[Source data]
--- --- ---

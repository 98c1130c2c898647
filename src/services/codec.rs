//! Image encoding and decoding service
//!
//! Bridges in-memory rasters and the encoded bytes the segmentation capability
//! consumes and produces.

use crate::error::{BgRemovalError, Result};
use image::{DynamicImage, ImageError, ImageFormat, RgbaImage};
use std::borrow::Cow;
use std::io::Cursor;

/// Service for converting between images and encoded bytes
pub struct ImageCodec;

impl ImageCodec {
    /// Encode an image as PNG
    ///
    /// Floating point color models PNG cannot store are converted to 16 bits
    /// per channel first.
    ///
    /// # Errors
    /// - PNG encoder failures
    pub fn encode_png(image: &DynamicImage) -> Result<Vec<u8>> {
        let encodable: Cow<'_, DynamicImage> = match image {
            DynamicImage::ImageRgb32F(_) => Cow::Owned(DynamicImage::ImageRgb16(image.to_rgb16())),
            DynamicImage::ImageRgba32F(_) => {
                Cow::Owned(DynamicImage::ImageRgba16(image.to_rgba16()))
            },
            _ => Cow::Borrowed(image),
        };

        let mut buffer = Vec::new();
        encodable
            .write_to(&mut Cursor::new(&mut buffer), ImageFormat::Png)
            .map_err(|e| BgRemovalError::encode(format!("Failed to encode PNG: {e}")))?;
        Ok(buffer)
    }

    /// Decode an image, sniffing the container format from its content
    ///
    /// # Errors
    /// - Empty input
    /// - Unrecognized or unsupported container
    /// - Corrupt image data
    pub fn decode(bytes: &[u8]) -> Result<DynamicImage> {
        if bytes.is_empty() {
            return Err(BgRemovalError::decode("Image data is empty"));
        }

        image::load_from_memory(bytes).map_err(|e| match e {
            ImageError::Unsupported(inner) => BgRemovalError::unsupported_format(inner.to_string()),
            other => BgRemovalError::decode(other.to_string()),
        })
    }

    /// Guarantee an alpha channel
    ///
    /// Idempotent: an RGBA8 image comes back pixel-for-pixel unchanged.
    #[must_use]
    pub fn ensure_alpha(image: &DynamicImage) -> RgbaImage {
        match image {
            DynamicImage::ImageRgba8(rgba) => rgba.clone(),
            other => other.to_rgba8(),
        }
    }

    /// Normalize to three-channel 8-bit color, dropping any alpha
    #[must_use]
    pub fn to_rgb(image: &DynamicImage) -> DynamicImage {
        DynamicImage::ImageRgb8(image.to_rgb8())
    }

    /// MIME type of encoded image bytes, for inline display
    #[must_use]
    pub fn guess_mime(bytes: &[u8]) -> &'static str {
        image::guess_format(bytes).map_or("application/octet-stream", |format| {
            format.to_mime_type()
        })
    }
}
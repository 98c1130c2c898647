//! Mock backend implementation for testing and model-free demos

use crate::config::ModelConfig;
use crate::error::Result;
use crate::inference::InferenceBackend;
use crate::models::{ModelInfo, PreprocessingConfig};
use ndarray::Array4;
use std::time::Duration;

/// Distance (in normalized tensor units) above which a pixel counts as foreground
const DEFAULT_THRESHOLD: f32 = 0.5;

/// Mock backend for testing and debugging purposes
///
/// Keys out the background color: the mean of the four corner pixels is taken
/// as background, and every pixel farther than `threshold` from it (Euclidean
/// distance over the three channels) is marked as foreground. Deterministic
/// and needs no model file.
#[derive(Debug, Clone)]
pub struct MockBackend {
    threshold: f32,
    preprocessing: PreprocessingConfig,
}

impl MockBackend {
    /// Create a new mock backend
    #[must_use]
    pub fn new() -> Self {
        Self {
            threshold: DEFAULT_THRESHOLD,
            preprocessing: PreprocessingConfig::default(),
        }
    }

    /// Use a different foreground distance threshold
    #[must_use]
    pub fn with_threshold(mut self, threshold: f32) -> Self {
        self.threshold = threshold;
        self
    }

    /// Run at a different square input size
    #[must_use]
    pub fn with_target_size(mut self, size: u32) -> Self {
        self.preprocessing.target_size = [size, size];
        self
    }

    fn pixel(input: &Array4<f32>, batch: usize, y: usize, x: usize) -> [f32; 3] {
        let channel = |c: usize| input.get([batch, c, y, x]).copied().unwrap_or(0.0);
        [channel(0), channel(1), channel(2)]
    }
}

impl Default for MockBackend {
    fn default() -> Self {
        Self::new()
    }
}

impl InferenceBackend for MockBackend {
    fn initialize(&mut self, _config: &ModelConfig) -> Result<Option<Duration>> {
        // Nothing to load
        Ok(None)
    }

    fn infer(&mut self, input: &Array4<f32>) -> Result<Array4<f32>> {
        let (n, _c, h, w) = input.dim();
        let mut output = Array4::<f32>::zeros((n, 1, h, w));
        if h == 0 || w == 0 {
            return Ok(output);
        }

        for batch in 0..n {
            let corners = [(0, 0), (0, w - 1), (h - 1, 0), (h - 1, w - 1)];
            let mut background = [0.0_f32; 3];
            for (y, x) in corners {
                let px = Self::pixel(input, batch, y, x);
                for (acc, value) in background.iter_mut().zip(px) {
                    *acc += value / 4.0;
                }
            }

            for y in 0..h {
                for x in 0..w {
                    let px = Self::pixel(input, batch, y, x);
                    let distance = px
                        .iter()
                        .zip(background.iter())
                        .map(|(a, b)| (a - b) * (a - b))
                        .sum::<f32>()
                        .sqrt();

                    if let Some(elem) = output.get_mut([batch, 0, y, x]) {
                        *elem = if distance > self.threshold { 1.0 } else { 0.0 };
                    }
                }
            }
        }

        Ok(output)
    }

    fn get_preprocessing_config(&self) -> PreprocessingConfig {
        self.preprocessing.clone()
    }

    fn get_model_info(&self) -> Result<ModelInfo> {
        let [width, height] = self.preprocessing.target_size;
        Ok(ModelInfo {
            name: "mock".to_string(),
            size_bytes: 0,
            input_shape: (1, 3, height as usize, width as usize),
            output_shape: (1, 1, height as usize, width as usize),
        })
    }

    fn is_initialized(&self) -> bool {
        true
    }
}
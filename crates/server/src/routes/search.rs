//! Text search over the cached snapshot.

use std::time::Instant;

use axum::{
    Json,
    extract::{Query, State, rejection::QueryRejection},
};
use msgsearch_core::{Error, Message, SearchParams, query};
use serde::{Deserialize, Serialize};

use crate::handler::AppState;

/// Response body for `GET /search`.
#[derive(Debug, Clone, Serialize, Deserialize)]
pub struct SearchResponse {
    /// Matches before pagination.
    pub total: usize,
    pub items: Vec<Message>,
    pub page: i64,
    pub page_size: i64,
    /// The query exactly as received.
    pub query: String,
    pub response_time_ms: f64,
}

/// `GET /search?q=&page=&page_size=`: filter, sort newest first, paginate.
pub async fn search_messages(
    State(state): State<AppState>, params: Result<Query<SearchParams>, QueryRejection>,
) -> Result<Json<SearchResponse>, Error> {
    let Query(params) = params.map_err(|e| Error::InvalidInput(e.body_text()))?;
    params.validate()?;

    let start = Instant::now();

    let view = state.refresher.messages().await?;
    let page = query::search(view.messages(), &params);

    let elapsed_ms = start.elapsed().as_secs_f64() * 1000.0;
    tracing::debug!(query = %params.q, total = page.total, elapsed_ms, "search served");

    Ok(Json(SearchResponse {
        total: page.total,
        items: page.items,
        page: params.page,
        page_size: params.page_size,
        query: params.q,
        response_time_ms: round2(elapsed_ms),
    }))
}

fn round2(value: f64) -> f64 {
    (value * 100.0).round() / 100.0
}
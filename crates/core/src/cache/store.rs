//! The process-wide message cache.

use super::snapshot::Snapshot;
use crate::Message;
use std::sync::{Arc, PoisonError, RwLock};
use std::time::Duration;
use tokio::time::Instant;

/// Cache handle shared between request handlers and the refresher.
///
/// The lock only guards a pointer swap: `write` builds the new snapshot before
/// taking it, and `read` clones the `Arc` and releases it immediately.
#[derive(Debug)]
pub struct MessageCache {
    current: RwLock<Option<Arc<Snapshot>>>,
    ttl: Duration,
    max_size: usize,
}

/// What a reader observed: the current snapshot (if any) and its freshness.
#[derive(Debug, Clone)]
pub struct CacheView {
    snapshot: Option<Arc<Snapshot>>,
    fresh: bool,
}

impl CacheView {
    /// Messages of the observed snapshot; empty before the first write.
    pub fn messages(&self) -> &[Message] {
        self.snapshot.as_deref().map(Snapshot::messages).unwrap_or_default()
    }

    pub fn snapshot(&self) -> Option<&Arc<Snapshot>> {
        self.snapshot.as_ref()
    }

    pub fn is_fresh(&self) -> bool {
        self.fresh
    }

    /// True once any snapshot has been installed, even an empty one.
    pub fn is_populated(&self) -> bool {
        self.snapshot.is_some()
    }

    pub fn is_empty(&self) -> bool {
        self.messages().is_empty()
    }

    /// Fresh and non-empty: safe to serve without contacting upstream.
    pub fn is_servable(&self) -> bool {
        self.fresh && !self.is_empty()
    }
}

impl MessageCache {
    /// Create an empty cache; nothing is fresh until the first `write`.
    pub fn new(ttl: Duration, max_size: usize) -> Self {
        Self { current: RwLock::new(None), ttl, max_size }
    }

    pub fn ttl(&self) -> Duration {
        self.ttl
    }

    pub fn max_size(&self) -> usize {
        self.max_size
    }

    /// Current snapshot and whether it is still within its freshness window.
    pub fn read(&self) -> CacheView {
        let snapshot = self.current.read().unwrap_or_else(PoisonError::into_inner).clone();
        let fresh = snapshot.as_ref().is_some_and(|s| s.is_fresh_at(Instant::now()));
        CacheView { snapshot, fresh }
    }

    /// Replace the current snapshot with `messages`, capped to `max_size`.
    ///
    /// Returns the installed snapshot.
    pub fn write(&self, messages: Vec<Message>) -> Arc<Snapshot> {
        let received = messages.len();
        let snapshot = Arc::new(Snapshot::new(messages, self.max_size, Instant::now(), self.ttl));

        *self.current.write().unwrap_or_else(PoisonError::into_inner) = Some(Arc::clone(&snapshot));

        if received > snapshot.len() {
            tracing::warn!(received, kept = snapshot.len(), "snapshot exceeded cache cap; extra messages dropped");
        }
        tracing::info!(
            count = snapshot.len(),
            fetched_at = %snapshot.fetched_at().to_rfc3339(),
            ttl_secs = self.ttl.as_secs(),
            "cache updated"
        );

        snapshot
    }
}

#[cfg(test)]
mod tests {
    use super::*;

    fn msg(id: &str) -> Message {
        Message {
            id: id.to_string(),
            user_id: format!("user-{id}"),
            user_name: "Layla Kawaguchi".to_string(),
            timestamp: "2024-01-01T00:00:00Z".to_string(),
            message: format!("note {id}"),
        }
    }

    #[tokio::test]
    async fn test_new_cache_is_empty_and_stale() {
        let cache = MessageCache::new(Duration::from_secs(60), 10);
        let view = cache.read();

        assert!(!view.is_fresh());
        assert!(!view.is_populated());
        assert!(view.is_empty());
        assert!(view.messages().is_empty());
        assert!(!view.is_servable());
    }

    #[tokio::test]
    async fn test_write_then_read() {
        let cache = MessageCache::new(Duration::from_secs(60), 10);
        cache.write(vec![msg("1"), msg("2")]);

        let view = cache.read();
        assert!(view.is_fresh());
        assert!(view.is_servable());
        assert_eq!(view.messages().len(), 2);
        assert_eq!(view.messages()[0].id, "1");
    }

    #[tokio::test]
    async fn test_write_truncates_to_cap() {
        let cache = MessageCache::new(Duration::from_secs(60), 2);
        cache.write(vec![msg("1"), msg("2"), msg("3")]);

        let ids: Vec<_> = cache.read().messages().iter().map(|m| m.id.clone()).collect();
        assert_eq!(ids, vec!["1", "2"]);
    }

    #[tokio::test(start_paused = true)]
    async fn test_snapshot_goes_stale_after_ttl() {
        let cache = MessageCache::new(Duration::from_secs(60), 10);
        cache.write(vec![msg("1")]);
        assert!(cache.read().is_fresh());

        tokio::time::advance(Duration::from_secs(59)).await;
        assert!(cache.read().is_fresh());

        tokio::time::advance(Duration::from_secs(1)).await;
        let view = cache.read();
        assert!(!view.is_fresh());
        // stale data is still readable
        assert_eq!(view.messages().len(), 1);
    }

    #[tokio::test(start_paused = true)]
    async fn test_write_resets_expiry() {
        let cache = MessageCache::new(Duration::from_secs(60), 10);
        cache.write(vec![msg("1")]);
        tokio::time::advance(Duration::from_secs(90)).await;
        assert!(!cache.read().is_fresh());

        cache.write(vec![msg("2")]);
        let view = cache.read();
        assert!(view.is_fresh());
        assert_eq!(view.messages()[0].id, "2");
    }

    #[tokio::test]
    async fn test_empty_write_is_fresh_but_not_servable() {
        let cache = MessageCache::new(Duration::from_secs(60), 10);
        cache.write(Vec::new());

        let view = cache.read();
        assert!(view.is_fresh());
        assert!(view.is_populated());
        assert!(!view.is_servable());
    }

    #[tokio::test]
    async fn test_reader_keeps_old_snapshot_across_write() {
        let cache = MessageCache::new(Duration::from_secs(60), 10);
        cache.write(vec![msg("old-1"), msg("old-2")]);
        let before = cache.read();

        cache.write(vec![msg("new-1")]);
        let after = cache.read();

        assert_eq!(before.messages().len(), 2);
        assert!(before.messages().iter().all(|m| m.id.starts_with("old")));
        assert_eq!(after.messages().len(), 1);
        assert_eq!(after.messages()[0].id, "new-1");
    }

    #[tokio::test(flavor = "multi_thread", worker_threads = 4)]
    async fn test_concurrent_readers_never_see_mixed_snapshots() {
        let cache = Arc::new(MessageCache::new(Duration::from_secs(60), 100));
        cache.write((0..50).map(|i| msg(&format!("gen0-{i}"))).collect());

        let writer = {
            let cache = Arc::clone(&cache);
            tokio::spawn(async move {
                for generation in 1..200 {
                    let batch = (0..50).map(|i| msg(&format!("gen{generation}-{i}"))).collect();
                    cache.write(batch);
                    tokio::task::yield_now().await;
                }
            })
        };

        let mut readers = Vec::new();
        for _ in 0..4 {
            let cache = Arc::clone(&cache);
            readers.push(tokio::spawn(async move {
                for _ in 0..500 {
                    let view = cache.read();
                    let messages = view.messages();
                    assert_eq!(messages.len(), 50);
                    let generation = messages[0].id.split('-').next().unwrap().to_string();
                    assert!(messages.iter().all(|m| m.id.starts_with(&format!("{generation}-"))));
                    tokio::task::yield_now().await;
                }
            }));
        }

        writer.await.unwrap();
        for reader in readers {
            reader.await.unwrap();
        }
    }
}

--- --- ---

- _ACTION ITEM_:
Reproduce the entries exactly, starting at their first line and stopping after the line with "use std::borrow::Cow;".

- _ANSWER AREA_:
repository 98c1130c2c898647
filename src/services/codec.rs
//! Image encoding and decoding service
//!
//! Bridges in-memory rasters and the encoded bytes the segmentation capability
//! consumes and produces.

use crate::error::{BgRemovalError, Result};
use image::{DynamicImage, ImageError, ImageFormat, RgbaImage};
use std::borrow::Cow;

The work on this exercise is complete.